The briefs filed in McDonald v. City of Chicago have raised a lot of questions here about the role of originalism versus stare decisis in constitutional interpretation. Some have argued that stare decisis must give way to correctness on these issues as a matter of constitutional purity: We should always follow the original public meaning of the constitution, the argument goes, whether we think that interpretation is good policy or bad policy or whetever the reliance interests interrupted by doing so.
Here’s my question for readers who take this view: How do you interpret the Sixth Amendment right “to have the Assistance of Counsel” in criminal prosecutions? The right to Assistance of Counsel was a response to the traditional English common law practice of forbidding defense lawyers in criminal trials. Defense attorneys were banned for fear they would focus the jury on technicalities, not guilt or innocence. The core concept of a criminal trial at common law was that the defendant would be forced to testify without preparation or counsel, and that the jury would be able to distinguish a lying defendant from a truthful one directly without a lawyer getting in the way.

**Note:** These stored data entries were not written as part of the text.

// SPDX-License-Identifier: PMPL-1.0-or-later
// Copyright (c) 2026 Jonathan D.A. Jewell (hyperpolymath) <jonathan.jewell@open.ac.uk>
//
// Deterministic in-process scan service.
//
// In `JobMode::Immediate` every accepted request plays out its whole job on
// the observer before returning (progress, page, completion). In
// `JobMode::Manual` requests are only recorded, and the caller delivers job
// events itself; cancel acknowledgements are still sent in both modes.
// Individual requests can be made to fail with `SimulatedFault`.

use std::collections::HashSet;
use std::path::PathBuf;
use std::sync::{Arc, Mutex};

use async_trait::async_trait;
use tracing::{debug, info, instrument};

use scanwerk_core::error::{Result, ScanwerkError};
use scanwerk_core::types::{
    ColorMode, PageSize, ScanJobId, ScanResult, ScanSettings, ScanSource, ScannerCapabilities,
    ScannerInfo, SourceType,
};

use crate::observer::JobObserver;
use crate::traits::{MultiPageScan, ScanBackend};

/// How accepted jobs produce their events.
#[derive(Debug, Clone, Copy, PartialEq, Eq)]
pub enum JobMode {
    Immediate,
    Manual,
}

/// A request the simulated service can be told to reject.
#[derive(Debug, Clone, Copy, PartialEq, Eq, Hash)]
pub enum SimulatedFault {
    ListScanners,
    Capabilities,
    StartScan,
    StartMultiPageScan,
    ScanNextPage,
    RescanPage,
    CancelRequest,
}

/// A request as seen by the simulated service, for assertions in tests.
#[derive(Debug, Clone, PartialEq, Eq)]
pub enum BackendCall {
    ListScanners,
    Capabilities(String),
    StartScan(String),
    StartMultiPageScan(String),
    ScanNextPage,
    RescanPage(usize),
    RemovePage(usize),
    CompleteMultiPageScan,
    CloseMultiPageScan,
    CancelScan,
}

#[derive(Debug)]
struct SimState {
    scanners: Vec<(ScannerInfo, ScannerCapabilities)>,
    mode: JobMode,
    faults: HashSet<SimulatedFault>,
    cancel_succeeds: bool,
    observer: Option<JobObserver>,
    calls: Vec<BackendCall>,
    page_serial: u64,
    /// Pages held by the active multi-page session.
    session_pages: usize,
}

impl SimState {
    fn fail_if(&self, fault: SimulatedFault) -> Result<()> {
        if self.faults.contains(&fault) {
            debug!(?fault, "simulated request rejected");
            return Err(ScanwerkError::RequestRejected(format!("{fault:?}")));
        }
        Ok(())
    }

    fn next_page_data(&mut self) -> Vec<u8> {
        self.page_serial += 1;
        format!("simulated page {}", self.page_serial).into_bytes()
    }
}

/// Play one page through progress to completion.
fn emit_page(observer: &JobObserver, page_number: u32, page_index: usize, data: Vec<u8>) {
    for percent in [0, 50, 100] {
        observer.on_page_progress(page_number, percent);
    }
    observer.on_page_complete(data, page_index);
}

/// In-process scan service with scripted behaviour.
#[derive(Debug, Clone)]
pub struct SimulatedBackend {
    inner: Arc<Mutex<SimState>>,
}

impl Default for SimulatedBackend {
    fn default() -> Self {
        Self::new(JobMode::Immediate)
    }
}

impl SimulatedBackend {
    /// A service exposing one flatbed+ADF scanner.
    pub fn new(mode: JobMode) -> Self {
        Self::with_scanners(
            mode,
            vec![(
                ScannerInfo {
                    id: "sim-0".into(),
                    display_name: "Simulated Scanner".into(),
                },
                Self::default_capabilities(),
            )],
        )
    }

    pub fn with_scanners(mode: JobMode, scanners: Vec<(ScannerInfo, ScannerCapabilities)>) -> Self {
        Self {
            inner: Arc::new(Mutex::new(SimState {
                scanners,
                mode,
                faults: HashSet::new(),
                cancel_succeeds: true,
                observer: None,
                calls: Vec::new(),
                page_serial: 0,
                session_pages: 0,
            })),
        }
    }

    /// Flatbed and duplex feeder, colour/grey/mono, A4/Letter, 150–600 dpi.
    pub fn default_capabilities() -> ScannerCapabilities {
        let color_modes = vec![ColorMode::Color, ColorMode::Grayscale, ColorMode::BlackAndWhite];
        let page_sizes = vec![PageSize::IsoA4, PageSize::NaLetter, PageSize::Max];
        ScannerCapabilities {
            sources: vec![
                ScanSource {
                    source_type: SourceType::Flatbed,
                    name: "Flatbed".into(),
                    color_modes: color_modes.clone(),
                    page_sizes: page_sizes.clone(),
                    resolutions: vec![150, 300, 600],
                },
                ScanSource {
                    source_type: SourceType::AdfDuplex,
                    name: "ADF Duplex".into(),
                    color_modes,
                    page_sizes,
                    resolutions: vec![150, 300],
                },
            ],
        }
    }

    pub fn inject_fault(&self, fault: SimulatedFault) {
        self.lock().faults.insert(fault);
    }

    pub fn clear_fault(&self, fault: SimulatedFault) {
        self.lock().faults.remove(&fault);
    }

    /// Whether cancel requests are acknowledged as successful.
    pub fn set_cancel_succeeds(&self, succeeds: bool) {
        self.lock().cancel_succeeds = succeeds;
    }

    /// Requests received so far, oldest first.
    pub fn calls(&self) -> Vec<BackendCall> {
        self.lock().calls.clone()
    }

    fn lock(&self) -> std::sync::MutexGuard<'_, SimState> {
        self.inner.lock().expect("simulated backend lock poisoned")
    }
}

#[async_trait]
impl ScanBackend for SimulatedBackend {
    fn backend_name(&self) -> &str {
        "simulated"
    }

    async fn list_scanners(&self) -> Result<Vec<ScannerInfo>> {
        let mut state = self.lock();
        state.calls.push(BackendCall::ListScanners);
        state.fail_if(SimulatedFault::ListScanners)?;
        Ok(state.scanners.iter().map(|(info, _)| info.clone()).collect())
    }

    async fn scanner_capabilities(&self, scanner_id: &str) -> Result<ScannerCapabilities> {
        let mut state = self.lock();
        state.calls.push(BackendCall::Capabilities(scanner_id.to_owned()));
        state.fail_if(SimulatedFault::Capabilities)?;
        state
            .scanners
            .iter()
            .find(|(info, _)| info.id == scanner_id)
            .map(|(_, caps)| caps.clone())
            .ok_or_else(|| ScanwerkError::ScannerNotFound(scanner_id.to_owned()))
    }

    #[instrument(skip_all, fields(scanner = %scanner_id))]
    async fn start_scan(
        &self,
        scanner_id: &str,
        settings: &ScanSettings,
        observer: JobObserver,
    ) -> Result<ScanJobId> {
        let mut state = self.lock();
        state.calls.push(BackendCall::StartScan(scanner_id.to_owned()));
        state.fail_if(SimulatedFault::StartScan)?;

        let job_id = ScanJobId::new();
        if state.mode == JobMode::Immediate {
            let data = state.next_page_data();
            emit_page(&observer, 1, 0, data);
            let path = PathBuf::from(format!("scan_{job_id}.{}", settings.file_type.extension()));
            observer.on_scan_complete(ScanResult::Success, vec![path]);
        }
        state.observer = Some(observer);
        info!(%job_id, "simulated scan started");
        Ok(job_id)
    }

    #[instrument(skip_all, fields(scanner = %scanner_id))]
    async fn start_multi_page_scan(
        &self,
        scanner_id: &str,
        _settings: &ScanSettings,
        observer: JobObserver,
    ) -> Result<Box<dyn MultiPageScan>> {
        let mut state = self.lock();
        state
            .calls
            .push(BackendCall::StartMultiPageScan(scanner_id.to_owned()));
        state.fail_if(SimulatedFault::StartMultiPageScan)?;

        state.session_pages = 0;
        if state.mode == JobMode::Immediate {
            let data = state.next_page_data();
            emit_page(&observer, 1, 0, data);
            state.session_pages = 1;
        }
        state.observer = Some(observer.clone());

        let job_id = ScanJobId::new();
        info!(%job_id, "simulated multi-page scan started");
        Ok(Box::new(SimulatedMultiPageScan {
            job_id,
            inner: Arc::clone(&self.inner),
            observer,
        }))
    }

    async fn cancel_scan(&self) -> Result<()> {
        let mut state = self.lock();
        state.calls.push(BackendCall::CancelScan);
        state.fail_if(SimulatedFault::CancelRequest)?;
        let success = state.cancel_succeeds;
        if let Some(observer) = &state.observer {
            observer.on_cancel_complete(success);
        }
        Ok(())
    }
}

/// Multi-page handle issued by `SimulatedBackend`.
struct SimulatedMultiPageScan {
    job_id: ScanJobId,
    inner: Arc<Mutex<SimState>>,
    observer: JobObserver,
}

impl SimulatedMultiPageScan {
    fn lock(&self) -> std::sync::MutexGuard<'_, SimState> {
        self.inner.lock().expect("simulated backend lock poisoned")
    }
}

#[async_trait]
impl MultiPageScan for SimulatedMultiPageScan {
    fn job_id(&self) -> ScanJobId {
        self.job_id
    }

    async fn scan_next_page(&self, _scanner_id: &str, _settings: &ScanSettings) -> Result<()> {
        let mut state = self.lock();
        state.calls.push(BackendCall::ScanNextPage);
        state.fail_if(SimulatedFault::ScanNextPage)?;
        if state.mode == JobMode::Immediate {
            let index = state.session_pages;
            let data = state.next_page_data();
            emit_page(&self.observer, index as u32 + 1, index, data);
            state.session_pages += 1;
        }
        Ok(())
    }

    async fn rescan_page(
        &self,
        _scanner_id: &str,
        _settings: &ScanSettings,
        page_index: usize,
    ) -> Result<()> {
        let mut state = self.lock();
        state.calls.push(BackendCall::RescanPage(page_index));
        state.fail_if(SimulatedFault::RescanPage)?;
        if state.mode == JobMode::Immediate {
            let data = state.next_page_data();
            emit_page(&self.observer, page_index as u32 + 1, page_index, data);
        }
        Ok(())
    }

    fn remove_page(&self, page_index: usize) {
        let mut state = self.lock();
        state.calls.push(BackendCall::RemovePage(page_index));
        state.session_pages = state.session_pages.saturating_sub(1);
    }

    fn complete_multi_page_scan(&self) {
        let mut state = self.lock();
        state.calls.push(BackendCall::CompleteMultiPageScan);
        if state.mode == JobMode::Immediate {
            let path = PathBuf::from(format!("scan_{}.pdf", self.job_id));
            self.observer.on_scan_complete(ScanResult::Success, vec![path]);
        }
    }

    fn close(&self) {
        self.lock().calls.push(BackendCall::CloseMultiPageScan);
    }
}
// SPDX-License-Identifier: PMPL-1.0-or-later
// Copyright (c) 2026 Jonathan D.A. Jewell (hyperpolymath) <jonathan.jewell@open.ac.uk>
//
// Scanwerk — Scan backend port.
//
// The traits here are the whole surface the session engine sees of the scan
// service: device listing, capabilities, job requests, the job observer
// channel, and the store that owns page images.

pub mod image_store;
pub mod observer;
pub mod simulated;
pub mod stub;
pub mod traits;

use std::sync::Arc;

pub use image_store::InMemoryImageStore;
pub use observer::{JobEvent, JobEvents, JobObserver, job_channel};
pub use simulated::{JobMode, SimulatedBackend};
pub use traits::{ImageStore, MultiPageScan, ScanBackend};

/// Which scan service the application talks to.
#[derive(Debug, Clone, Copy, PartialEq, Eq)]
pub enum BackendKind {
    /// The host's scan service; falls back to the stub where none exists.
    Platform,
    /// The deterministic in-process service.
    Simulated,
}

/// Build the backend for `kind`.
pub fn scan_backend(kind: BackendKind) -> Arc<dyn ScanBackend> {
    match kind {
        // No native scan service is wired up yet; every host gets the stub.
        BackendKind::Platform => Arc::new(stub::StubBackend),
        BackendKind::Simulated => Arc::new(SimulatedBackend::new(JobMode::Immediate)),
    }
}
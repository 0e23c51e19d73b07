// SPDX-License-Identifier: PMPL-1.0-or-later
// Copyright (c) 2026 Jonathan D.A. Jewell (hyperpolymath) <jonathan.jewell@open.ac.uk>
//
// In-process image store.
//
// Keeps page bytes in a map keyed by handle and keeps a per-handle release
// count, so leaks (a handle never released) and double releases are both
// observable.

use std::collections::{BTreeMap, HashMap};
use std::sync::Mutex;

use tracing::{debug, warn};

use scanwerk_core::types::PageHandle;

use crate::traits::ImageStore;

#[derive(Debug, Default)]
struct StoreInner {
    next_handle: u64,
    live: BTreeMap<PageHandle, Vec<u8>>,
    releases: HashMap<PageHandle, u32>,
}

/// `ImageStore` backed by process memory.
#[derive(Debug, Default)]
pub struct InMemoryImageStore {
    inner: Mutex<StoreInner>,
}

impl InMemoryImageStore {
    pub fn new() -> Self {
        Self::default()
    }

    /// Bytes behind a live handle.
    pub fn get(&self, handle: PageHandle) -> Option<Vec<u8>> {
        let inner = self.inner.lock().expect("image store lock poisoned");
        inner.live.get(&handle).cloned()
    }

    /// Handles registered but not yet released, in allocation order.
    pub fn live_handles(&self) -> Vec<PageHandle> {
        let inner = self.inner.lock().expect("image store lock poisoned");
        inner.live.keys().copied().collect()
    }

    /// How many times `handle` has been released (0 while live).
    pub fn release_count(&self, handle: PageHandle) -> u32 {
        let inner = self.inner.lock().expect("image store lock poisoned");
        inner.releases.get(&handle).copied().unwrap_or(0)
    }

    /// Total number of handles ever registered.
    pub fn registered_count(&self) -> u64 {
        let inner = self.inner.lock().expect("image store lock poisoned");
        inner.next_handle
    }
}

impl ImageStore for InMemoryImageStore {
    fn register(&self, data: Vec<u8>) -> PageHandle {
        let mut inner = self.inner.lock().expect("image store lock poisoned");
        let handle = PageHandle(inner.next_handle);
        inner.next_handle += 1;
        debug!(%handle, bytes = data.len(), "page image registered");
        inner.live.insert(handle, data);
        handle
    }

    fn release(&self, handle: PageHandle) {
        let mut inner = self.inner.lock().expect("image store lock poisoned");
        if inner.live.remove(&handle).is_none() {
            warn!(%handle, "release of an unknown or already released page image");
        }
        *inner.releases.entry(handle).or_insert(0) += 1;
    }
}
// SPDX-License-Identifier: PMPL-1.0-or-later
// Copyright (c) 2026 Jonathan D.A. Jewell (hyperpolymath) <jonathan.jewell@open.ac.uk>
//
// Human-readable failure messages for scan jobs and session errors.
//
// Scan result codes map onto a flat table of dialog texts. There is no retry
// logic here: retrying is always a new request started by the user.

use crate::error::ScanwerkError;
use crate::types::{Notice, ScanResult};

/// Severity of a failure from the user's perspective.
#[derive(Debug, Clone, Copy, PartialEq, Eq)]
pub enum Severity {
    /// Trying again is likely to work (busy device, I/O hiccup).
    Transient,
    /// The user must do something at the scanner first.
    ActionRequired,
    /// Retrying will not help.
    Permanent,
}

/// A failure message ready for the presentation layer.
#[derive(Debug, Clone, PartialEq, Eq)]
pub struct HumanError {
    /// Localisation key for the dialog or toast body.
    pub key: &'static str,
    /// Plain English summary (shown as a heading).
    pub message: String,
    /// What the user should try (shown as body text).
    pub suggestion: String,
    pub severity: Severity,
}

/// Classify a scan job result code for the failure dialog.
///
/// `Success` only reaches this function when the job produced no pages, which
/// is reported the same way as an unknown error.
pub fn humanize_scan_result(result: ScanResult) -> HumanError {
    match result {
        ScanResult::DeviceBusy => HumanError {
            key: "scanFailedDialogDeviceBusyText",
            message: "The scanner is busy.".into(),
            suggestion: "Another job may be using it. Wait a moment, then scan again.".into(),
            severity: Severity::Transient,
        },
        ScanResult::AdfJammed => HumanError {
            key: "scanFailedDialogAdfJammedText",
            message: "Paper is jammed in the document feeder.".into(),
            suggestion: "Remove the stuck page, check nothing is left inside, then scan again.".into(),
            severity: Severity::ActionRequired,
        },
        ScanResult::AdfEmpty => HumanError {
            key: "scanFailedDialogAdfEmptyText",
            message: "The document feeder is empty.".into(),
            suggestion: "Load your pages into the feeder, then scan again.".into(),
            severity: Severity::ActionRequired,
        },
        ScanResult::FlatbedOpen => HumanError {
            key: "scanFailedDialogFlatbedOpenText",
            message: "The scanner cover is open.".into(),
            suggestion: "Close the cover, then scan again.".into(),
            severity: Severity::ActionRequired,
        },
        ScanResult::IoError => HumanError {
            key: "scanFailedDialogIoErrorText",
            message: "We lost contact with the scanner.".into(),
            suggestion: "Check the scanner is on and connected, then scan again.".into(),
            severity: Severity::Transient,
        },
        ScanResult::Success | ScanResult::UnknownError | ScanResult::Cancelled => HumanError {
            key: "scanFailedDialogUnknownErrorText",
            message: "Something went wrong while scanning.".into(),
            suggestion: "Try scanning again. If this keeps happening, restart the scanner.".into(),
            severity: Severity::Transient,
        },
    }
}

/// Text for a transient notice.
pub fn humanize_notice(notice: Notice) -> HumanError {
    let (message, suggestion, severity) = match notice {
        Notice::StartScanFailed | Notice::StartMultiPageScanFailed => (
            "The scan couldn't be started.",
            "Check the scanner is on and connected, then try again.",
            Severity::Transient,
        ),
        Notice::ScanNextPageFailed => (
            "The next page couldn't be scanned.",
            "Your scanned pages are kept. Try scanning the page again.",
            Severity::Transient,
        ),
        Notice::RescanPageFailed => (
            "The page couldn't be rescanned.",
            "The original page is kept. Try rescanning it again.",
            Severity::Transient,
        ),
        Notice::CancelFailed => (
            "The scan couldn't be cancelled.",
            "The scanner finished too far along to stop.",
            Severity::Permanent,
        ),
        Notice::CapabilitiesFailed => (
            "We couldn't connect to the scanner.",
            "Make sure it is turned on, or choose a different scanner.",
            Severity::Transient,
        ),
    };
    HumanError {
        key: notice.message_key(),
        message: message.into(),
        suggestion: suggestion.into(),
        severity,
    }
}

/// Convert a `ScanwerkError` into a `HumanError`.
pub fn humanize_error(err: &ScanwerkError) -> HumanError {
    match err {
        ScanwerkError::RequestRejected(_) | ScanwerkError::Backend(_) => HumanError {
            key: "scanServiceErrorText",
            message: "The scan service had a problem.".into(),
            suggestion: "Try again. If this keeps happening, restart the app.".into(),
            severity: Severity::Transient,
        },

        ScanwerkError::ScannerNotFound(_) => HumanError {
            key: "scannerNotFoundText",
            message: "That scanner is no longer available.".into(),
            suggestion: "Make sure it is turned on, then search for scanners again.".into(),
            severity: Severity::ActionRequired,
        },

        ScanwerkError::NoScannerSelected | ScanwerkError::CapabilitiesUnavailable => HumanError {
            key: "noScannerSelectedText",
            message: "No scanner is ready.".into(),
            suggestion: "Choose a scanner from the list, then try again.".into(),
            severity: Severity::ActionRequired,
        },

        ScanwerkError::MultiPageUnsupported => HumanError {
            key: "multiPageUnsupportedText",
            message: "These settings can't build a multi-page document.".into(),
            suggestion: "Choose the flatbed and PDF, then try again.".into(),
            severity: Severity::ActionRequired,
        },

        ScanwerkError::IllegalTransition { .. }
        | ScanwerkError::NotAllowed { .. }
        | ScanwerkError::NoMultiPageSession => HumanError {
            key: "scanBusyText",
            message: "That isn't possible right now.".into(),
            suggestion: "Wait for the current scan to finish.".into(),
            severity: Severity::Transient,
        },

        ScanwerkError::Io(_) | ScanwerkError::Serialization(_) => HumanError {
            key: "storageErrorText",
            message: "Your scan settings couldn't be saved or loaded.".into(),
            suggestion: "Scanning still works; your choices just won't be remembered.".into(),
            severity: Severity::Transient,
        },

        ScanwerkError::PlatformUnavailable => HumanError {
            key: "platformUnavailableText",
            message: "Scanning isn't available on this device.".into(),
            suggestion: "A scan service is required to use scanners from this app.".into(),
            severity: Severity::Permanent,
        },
    }
}

#[cfg(test)]
mod tests {
    use super::*;

    #[test]
    fn each_result_code_has_its_own_key() {
        let codes = [
            ScanResult::DeviceBusy,
            ScanResult::AdfJammed,
            ScanResult::AdfEmpty,
            ScanResult::FlatbedOpen,
            ScanResult::IoError,
            ScanResult::UnknownError,
        ];
        let mut keys: Vec<_> = codes.iter().map(|c| humanize_scan_result(*c).key).collect();
        keys.sort_unstable();
        keys.dedup();
        assert_eq!(keys.len(), codes.len());
    }

    #[test]
    fn empty_success_reads_as_unknown() {
        assert_eq!(
            humanize_scan_result(ScanResult::Success),
            humanize_scan_result(ScanResult::UnknownError)
        );
    }

    #[test]
    fn jam_is_action_required() {
        let human = humanize_scan_result(ScanResult::AdfJammed);
        assert_eq!(human.severity, Severity::ActionRequired);
    }

    #[test]
    fn notice_uses_its_message_key() {
        let human = humanize_notice(Notice::CancelFailed);
        assert_eq!(human.key, "cancelFailedToast");
    }

    #[test]
    fn platform_unavailable_is_permanent() {
        let human = humanize_error(&ScanwerkError::PlatformUnavailable);
        assert_eq!(human.severity, Severity::Permanent);
    }
}
// SPDX-License-Identifier: PMPL-1.0-or-later
// Copyright (c) 2026 Jonathan D.A. Jewell (hyperpolymath) <jonathan.jewell@open.ac.uk>
//
// Platform-aware data directory resolution.

use std::path::{Path, PathBuf};

const APP_DIR: &str = "scanwerk";

/// Return the application data directory, creating it if needed.
pub fn data_dir() -> PathBuf {
    let dir = base_dir(
        std::env::var_os("XDG_DATA_HOME").as_deref().map(Path::new),
        std::env::var_os("HOME").as_deref().map(Path::new),
    )
    .join(APP_DIR);
    std::fs::create_dir_all(&dir).ok();
    dir
}

fn base_dir(xdg_data_home: Option<&Path>, home: Option<&Path>) -> PathBuf {
    if let Some(xdg) = xdg_data_home.filter(|p| !p.as_os_str().is_empty()) {
        return xdg.to_path_buf();
    }
    if let Some(home) = home {
        return home.join(".local").join("share");
    }
    // Last resort
    PathBuf::from("/tmp")
}

#[cfg(test)]
mod tests {
    use super::*;

    #[test]
    fn xdg_wins_over_home() {
        let base = base_dir(Some(Path::new("/xdg")), Some(Path::new("/home/me")));
        assert_eq!(base, PathBuf::from("/xdg"));
    }

    #[test]
    fn empty_xdg_is_ignored() {
        let base = base_dir(Some(Path::new("")), Some(Path::new("/home/me")));
        assert_eq!(base, PathBuf::from("/home/me/.local/share"));
    }

    #[test]
    fn tmp_when_nothing_is_set() {
        assert_eq!(base_dir(None, None), PathBuf::from("/tmp"));
    }
}
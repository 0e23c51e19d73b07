// SPDX-License-Identifier: PMPL-1.0-or-later
// Copyright (c) 2026 Jonathan D.A. Jewell (hyperpolymath) <jonathan.jewell@open.ac.uk>
//
// Stub backend for hosts without a scan service.
//
// Every request returns `PlatformUnavailable`, which the session engine
// reports as "no scanners".

use async_trait::async_trait;

use scanwerk_core::error::{Result, ScanwerkError};
use scanwerk_core::types::{ScanJobId, ScanSettings, ScannerCapabilities, ScannerInfo};

use crate::observer::JobObserver;
use crate::traits::{MultiPageScan, ScanBackend};

/// No-op backend returned where no scan service is wired up.
#[derive(Debug, Default)]
pub struct StubBackend;

#[async_trait]
impl ScanBackend for StubBackend {
    fn backend_name(&self) -> &str {
        "stub"
    }

    async fn list_scanners(&self) -> Result<Vec<ScannerInfo>> {
        tracing::warn!("ScanBackend::list_scanners called on stub backend");
        Err(ScanwerkError::PlatformUnavailable)
    }

    async fn scanner_capabilities(&self, _scanner_id: &str) -> Result<ScannerCapabilities> {
        Err(ScanwerkError::PlatformUnavailable)
    }

    async fn start_scan(
        &self,
        _scanner_id: &str,
        _settings: &ScanSettings,
        _observer: JobObserver,
    ) -> Result<ScanJobId> {
        tracing::warn!("ScanBackend::start_scan called on stub backend");
        Err(ScanwerkError::PlatformUnavailable)
    }

    async fn start_multi_page_scan(
        &self,
        _scanner_id: &str,
        _settings: &ScanSettings,
        _observer: JobObserver,
    ) -> Result<Box<dyn MultiPageScan>> {
        tracing::warn!("ScanBackend::start_multi_page_scan called on stub backend");
        Err(ScanwerkError::PlatformUnavailable)
    }

    async fn cancel_scan(&self) -> Result<()> {
        Err(ScanwerkError::PlatformUnavailable)
    }
}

By the time of the framing, the English practice had been changed and criminal defendants were allowed to bring an attorney if they had hired one. The Sixth Amendment then recognized that right as the right to have the Assistance of Counsel. However, my sense is that this was originally understood to mean the same as the English right: It was a right to have a lawyer if you had one, not a constitutional right to have a lawyer provided to you free of charge (and one who had to do a constitutionally effective job). That’s my sense, at least; I am the first to admit that the history here is sparse. The history is sparse in part because federal law provided by statute that counsel should be appointed in criminal cases, at least capital ones. It is also sparse because no one really wants to go back to the old rule, so no one is invested in looking more closely at the question. But as far I can tell, the idea that the Constitution provides a right to the appointment of counsel that the defendant doesn’t have to pay for arose in the 20th century.
Specifically, inPowell v. Alabama, 287 U.S. 45 (1932), the Supreme Court stepped into save the “Scottsboro boys” from an outrageous injustice that the entire country was watching. In dicta, the Court added a section indicating that at least in that particular case, the Due Process clause would required the state to provide counsel to the defendants:
If opportunity had been given, to employ counsel, as the trial court evidently did assume, we are of opinion that, under the circumstances just stated, the necessity of counsel was so vital and imperative that the failure of the trial court to make an effective appointment of counsel was likewise a denial of due process within the meaning of the Fourteenth Amendment. Whether this would be so in other criminal prosecutions, or under other circumstances, we need not determine. All that it is necessary now to decide, as we do decide, is that in a capital case, where the defendant is unable to employ counsel, and is incapable adequately of making his own defense because of ignorance, feeble-mindedness, illiteracy, or the like, it is the duty of the court, whether requested or not, to assign counsel for him as a necessary requisite of due process of law; and that duty is not discharged by an assignment at such a time or under such circumstances as to preclude the giving of effective aid in the preparation and trial of the case. To hold otherwise would be to ignore the fundamental postulate, already adverted to, ‘that there are certain immutable principles of justice which inhere in the very idea of free government which no member of the Union may disregard.’ Holden v. Hardy, supra. In a case such as this, whatever may be the rule in other cases, the right to have counsel appointed, when necessary, is a logical corollary from the constitutional right to be heard by counsel.
A few years later, in Johnson v. Zerbst, 304 U. S. 458 (1938), the Court recited language from Powell and quoted an unrelated case that was in turn reflecting on state criminal justice policy, in a way that made it sound like the Sixth Amendment required the affirmative appointment of counsel paid for by the government:
Consistently with the wise policy of the Sixth Amendment and other parts of our fundamental charter, this Court has pointed to ” . . . the humane policy of the modern criminal law . . .” which now provides that a defendant ” . . . if he be poor, . . . may have counsel furnished him by the state . . . not infrequently . . . more able than the attorney for the state.”
Years later, in Gideon v. Wainright 372 U.S. 335 (1963), the author of Zerbst (Justice Black) then cited Zerbst for the following statement about what the Sixth Amendment provides:
We have construed [the right of Assistance of Counsel] to mean that in federal courts counsel must be provided for defendants unable to employ counsel unless the right is competently and intelligently waived.
As a matter of precedent, that mostly settled the issue. As far as I know, no one really wants to go back to what seems to be the original understanding that assistance of counsel means counsel only if you can afford it. That sounds totally neanderthal. It would be bad, extremely bad.
So here’s my question: If you are a pure originalist concerned only with getting it right, and you believe stare decisis has no role at all, how do you interpret the Sixth Amendment right to assistance of counsel? Let me break it into two questions. The first is the most interesting: If you agree that the original understanding was just a right to have a lawyer present you if you hired one, do you believe that courts should overturn the modern precedents and return to that original understanding? And second, and somewhat less interesting for my purposes: do you agree that this is the original public understanding?